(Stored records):
^^^^^^^^

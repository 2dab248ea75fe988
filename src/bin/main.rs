use clap::Parser;
use std::path::PathBuf;
use tracing::{info, Level};
use tracing_subscriber::FmtSubscriber;

#[derive(Parser)]
#[command(name = "autoeval")]
#[command(about = "Automated filling of SPA evaluation forms")]
#[command(version)]
struct Cli {
    /// Config file to run
    config: PathBuf,

    /// Run in headless mode (overrides config)
    #[arg(long)]
    headless: bool,

    /// Target URL (overrides config)
    #[arg(long)]
    url: Option<String>,

    /// Verbose output (-v for debug, -vv for trace)
    #[arg(short, long, action = clap::ArgAction::Count)]
    verbose: u8,

    /// Validate config without running
    #[arg(long)]
    check: bool,

    /// Quiet mode (only errors)
    #[arg(short, long)]
    quiet: bool,
}

#[tokio::main]
async fn main() -> autoeval::Result<()> {
    let cli = Cli::parse();

    let level = if cli.quiet {
        Level::ERROR
    } else {
        match cli.verbose {
            0 => Level::INFO,
            1 => Level::DEBUG,
            _ => Level::TRACE,
        }
    };

    FmtSubscriber::builder()
        .with_max_level(level)
        .with_target(false)
        .with_thread_ids(false)
        .with_file(false)
        .with_line_number(false)
        .compact()
        .init();

    let mut config = autoeval::Config::load(&cli.config)?;

    if cli.check {
        println!("Config valid: {}", config.name);
        println!("  Target: {}", config.target.url);
        println!("  Fill view prefix: {}", config.fill.route_prefix);
        println!("  Retry attempts: {}", config.fill.max_retry_attempts);
        println!("  TA pool: {} answers", config.fill.ta_pool.len());
        println!("  Course pool: {} answers", config.fill.course_pool.len());
        println!("  Block auto-submit: {}", config.fill.block_auto_submit);
        return Ok(());
    }

    if cli.headless {
        config.browser.headless = true;
    }
    if let Some(url) = cli.url {
        config.target.url = url;
    }

    println!("Running: {}", config.name);

    let stealth = eoka::StealthConfig {
        headless: config.browser.headless,
        proxy: config.browser.proxy.clone(),
        user_agent: config.browser.user_agent.clone(),
        viewport_width: config.browser.viewport.as_ref().map(|v| v.width).unwrap_or(1280),
        viewport_height: config.browser.viewport.as_ref().map(|v| v.height).unwrap_or(720),
        ..Default::default()
    };

    let browser = eoka::Browser::launch_with_config(stealth).await?;
    let page = browser.new_page("about:blank").await?;

    info!("navigating to {}", config.target.url);
    page.goto(&config.target.url).await?;

    let mut watcher = autoeval::PageWatcher::new(config);
    tokio::select! {
        result = watcher.run(&page) => result?,
        _ = tokio::signal::ctrl_c() => info!("interrupted, shutting down"),
    }

    browser.close().await?;
    Ok(())
}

^^^^^^^^

(TASK TO CARRY OUT): All of the entries above are to be printed again exactly.

(SOLVED EXERCISE):
repository 2dab248ea75fe988
filename src/bin/main.rs
use clap::Parser;
use std::path::PathBuf;
use tracing::{info, Level};
use tracing_subscriber::FmtSubscriber;

#[derive(Parser)]
#[command(name = "autoeval")]
#[command(about = "Automated filling of SPA evaluation forms")]
#[command(version)]
struct Cli {
    /// Config file to run
    config: PathBuf,

    /// Run in headless mode (overrides config)
    #[arg(long)]
    headless: bool,

    /// Target URL (overrides config)
    #[arg(long)]
    url: Option<String>,

    /// Verbose output (-v for debug, -vv for trace)
    #[arg(short, long, action = clap::ArgAction::Count)]
    verbose: u8,

    /// Validate config without running
    #[arg(long)]
    check: bool,

    /// Quiet mode (only errors)
    #[arg(short, long)]
    quiet: bool,
}

#[tokio::main]
async fn main() -> autoeval::Result<()> {
    let cli = Cli::parse();

    let level = if cli.quiet {
        Level::ERROR
    } else {
        match cli.verbose {
            0 => Level::INFO,
            1 => Level::DEBUG,
            _ => Level::TRACE,
        }
    };

    FmtSubscriber::builder()
        .with_max_level(level)
        .with_target(false)
        .with_thread_ids(false)
        .with_file(false)
        .with_line_number(false)
        .compact()
        .init();

    let mut config = autoeval::Config::load(&cli.config)?;

    if cli.check {
        println!("Config valid: {}", config.name);
        println!("  Target: {}", config.target.url);
        println!("  Fill view prefix: {}", config.fill.route_prefix);
        println!("  Retry attempts: {}", config.fill.max_retry_attempts);
        println!("  TA pool: {} answers", config.fill.ta_pool.len());
        println!("  Course pool: {} answers", config.fill.course_pool.len());
        println!("  Block auto-submit: {}", config.fill.block_auto_submit);
        return Ok(());
    }

    if cli.headless {
        config.browser.headless = true;
    }
    if let Some(url) = cli.url {
        config.target.url = url;
    }

    println!("Running: {}", config.name);

    let stealth = eoka::StealthConfig {
        headless: config.browser.headless,
        proxy: config.browser.proxy.clone(),
        user_agent: config.browser.user_agent.clone(),
        viewport_width: config.browser.viewport.as_ref().map(|v| v.width).unwrap_or(1280),
        viewport_height: config.browser.viewport.as_ref().map(|v| v.height).unwrap_or(720),
        ..Default::default()
    };

    let browser = eoka::Browser::launch_with_config(stealth).await?;
    let page = browser.new_page("about:blank").await?;

    info!("navigating to {}", config.target.url);
    page.goto(&config.target.url).await?;

    let mut watcher = autoeval::PageWatcher::new(config);
    tokio::select! {
        result = watcher.run(&page) => result?,
        _ = tokio::signal::ctrl_c() => info!("interrupted, shutting down"),
    }

    browser.close().await?;
    Ok(())
}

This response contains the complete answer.